■ **RECORD SET**
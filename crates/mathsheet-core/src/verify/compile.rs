//! Compile check against the real typesetting engine.

use std::sync::Arc;
use std::time::Duration;

use async_trait::async_trait;
use tracing::debug;

use crate::domain::{CompileError, FailureKind, VerificationResult};
use crate::layout::{CompileContext, SheetLayout};

/// Typesetting collaborator: full document source in, PDF bytes out.
///
/// Implementations own process lifetime. They must enforce their own
/// timeout and terminate the engine when the returned future is dropped.
#[async_trait]
pub trait Compiler: Send + Sync {
    async fn compile(&self, source: &str) -> Result<Vec<u8>, CompileError>;
}

/// Wraps fragments in the sheet skeleton and compiles them.
#[derive(Clone)]
pub struct CompileVerifier {
    compiler: Arc<dyn Compiler>,
    layout: SheetLayout,
    timeout: Duration,
}

impl CompileVerifier {
    pub fn new(compiler: Arc<dyn Compiler>, layout: SheetLayout, timeout: Duration) -> Self {
        Self {
            compiler,
            layout,
            timeout,
        }
    }

    pub fn layout(&self) -> SheetLayout {
        self.layout
    }

    /// Compile `fragment` in its display context. The produced document is
    /// discarded; only success or the engine diagnostic matters.
    pub async fn check_compilation(
        &self,
        fragment: &str,
        context: CompileContext,
    ) -> VerificationResult {
        let source = self.layout.probe_document(fragment, context);
        match tokio::time::timeout(self.timeout, self.compiler.compile(&source)).await {
            Ok(Ok(artifact)) => {
                debug!(context = ?context, bytes = artifact.len(), "fragment compiled");
                VerificationResult::Passed
            }
            Ok(Err(err)) => VerificationResult::failed(FailureKind::CompileFailed, err.to_string()),
            Err(_) => VerificationResult::failed(
                FailureKind::CompileFailed,
                CompileError::Timeout {
                    timeout_secs: self.timeout.as_secs(),
                }
                .to_string(),
            ),
        }
    }
}
//! Engine process execution with a hard deadline.

use std::ffi::OsStr;
use std::path::Path;
use std::process::Stdio;

use tokio::process::Command;
use tokio::time::Instant;
use tracing::{debug, warn};

use mathsheet_core::CompileError;

use crate::engine::EnginePass;

/// Diagnostics kept per stream. TeX reports errors near the end of its log.
const DIAGNOSTIC_TAIL_BYTES: usize = 8 * 1024;

/// Result of one finished pass.
#[derive(Debug, Clone)]
pub struct PassOutput {
    pub exit_code: i32,
    pub stdout: String,
    pub stderr: String,
    pub duration_ms: u64,
}

impl PassOutput {
    pub fn success(&self) -> bool {
        self.exit_code == 0
    }
}

/// Run `pass` inside `workdir`, killing its whole process group if it is
/// still running at `deadline`.
pub async fn run_pass(
    pass: &EnginePass,
    workdir: &Path,
    search_path: Option<&OsStr>,
    deadline: Instant,
    timeout_secs: u64,
) -> Result<PassOutput, CompileError> {
    let start = Instant::now();

    let mut command = Command::new(&pass.program);
    command
        .args(&pass.args)
        .current_dir(workdir)
        .stdin(Stdio::null())
        .stdout(Stdio::piped())
        .stderr(Stdio::piped())
        .kill_on_drop(true);
    if let Some(path) = search_path {
        command.env("PATH", path);
    }
    #[cfg(unix)]
    command.process_group(0);

    let child = command.spawn().map_err(|source| CompileError::Spawn {
        program: pass.program.clone(),
        source,
    })?;
    let pid = child.id();

    let output = match tokio::time::timeout_at(deadline, child.wait_with_output()).await {
        Ok(output) => output?,
        Err(_) => {
            if let Some(pid) = pid {
                kill_process_group(pid).await;
            }
            warn!(pass = %pass.name, timeout_secs, "engine pass timed out");
            return Err(CompileError::Timeout { timeout_secs });
        }
    };

    let duration_ms = start.elapsed().as_millis() as u64;
    let exit_code = output.status.code().unwrap_or(-1);
    debug!(pass = %pass.name, exit_code, duration_ms, "engine pass finished");

    Ok(PassOutput {
        exit_code,
        stdout: tail(&String::from_utf8_lossy(&output.stdout), DIAGNOSTIC_TAIL_BYTES),
        stderr: tail(&String::from_utf8_lossy(&output.stderr), DIAGNOSTIC_TAIL_BYTES),
        duration_ms,
    })
}

/// Best effort: the group leader was already killed on drop, this reaches
/// helpers it spawned.
#[cfg(unix)]
async fn kill_process_group(pid: u32) {
    let result = Command::new("kill")
        .arg("-KILL")
        .arg("--")
        .arg(format!("-{}", pid))
        .stdin(Stdio::null())
        .stdout(Stdio::null())
        .stderr(Stdio::null())
        .status()
        .await;
    if let Err(e) = result {
        debug!(pid, error = %e, "process group kill failed");
    }
}

#[cfg(not(unix))]
async fn kill_process_group(_pid: u32) {}

/// Last `max` bytes of `text`, cut on a char boundary.
fn tail(text: &str, max: usize) -> String {
    if text.len() <= max {
        return text.to_string();
    }
    let mut start = text.len() - max;
    while !text.is_char_boundary(start) {
        start += 1;
    }
    format!("...{}", &text[start..])
}

#[cfg(test)]
mod tests {
    use super::*;

    #[test]
    fn test_tail_keeps_short_text() {
        assert_eq!(tail("abc", 10), "abc");
    }

    #[test]
    fn test_tail_respects_char_boundaries() {
        let text = "ああああ";
        let cut = tail(text, 4);
        assert_eq!(cut, "...あ");
    }

    #[test]
    fn test_pass_output_success() {
        let ok = PassOutput {
            exit_code: 0,
            stdout: String::new(),
            stderr: String::new(),
            duration_ms: 1,
        };
        assert!(ok.success());
        assert!(!PassOutput { exit_code: 1, ..ok }.success());
    }

    #[cfg(unix)]
    #[tokio::test]
    async fn test_run_pass_captures_output() {
        let dir = tempfile::tempdir().unwrap();
        let pass = EnginePass::new("echo", "sh", &["-c", "echo out; echo err >&2; exit 3"], "none");
        let deadline = Instant::now() + std::time::Duration::from_secs(10);
        let output = run_pass(&pass, dir.path(), None, deadline, 10).await.unwrap();
        assert_eq!(output.exit_code, 3);
        assert_eq!(output.stdout.trim(), "out");
        assert_eq!(output.stderr.trim(), "err");
    }
}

■ **WORK TO BE COMPLETED**
Using the material above, gather every line that includes "CompileContext".

■ **PROBLEM SOLUTION**
use crate::layout::{CompileContext, SheetLayout};
        context: CompileContext,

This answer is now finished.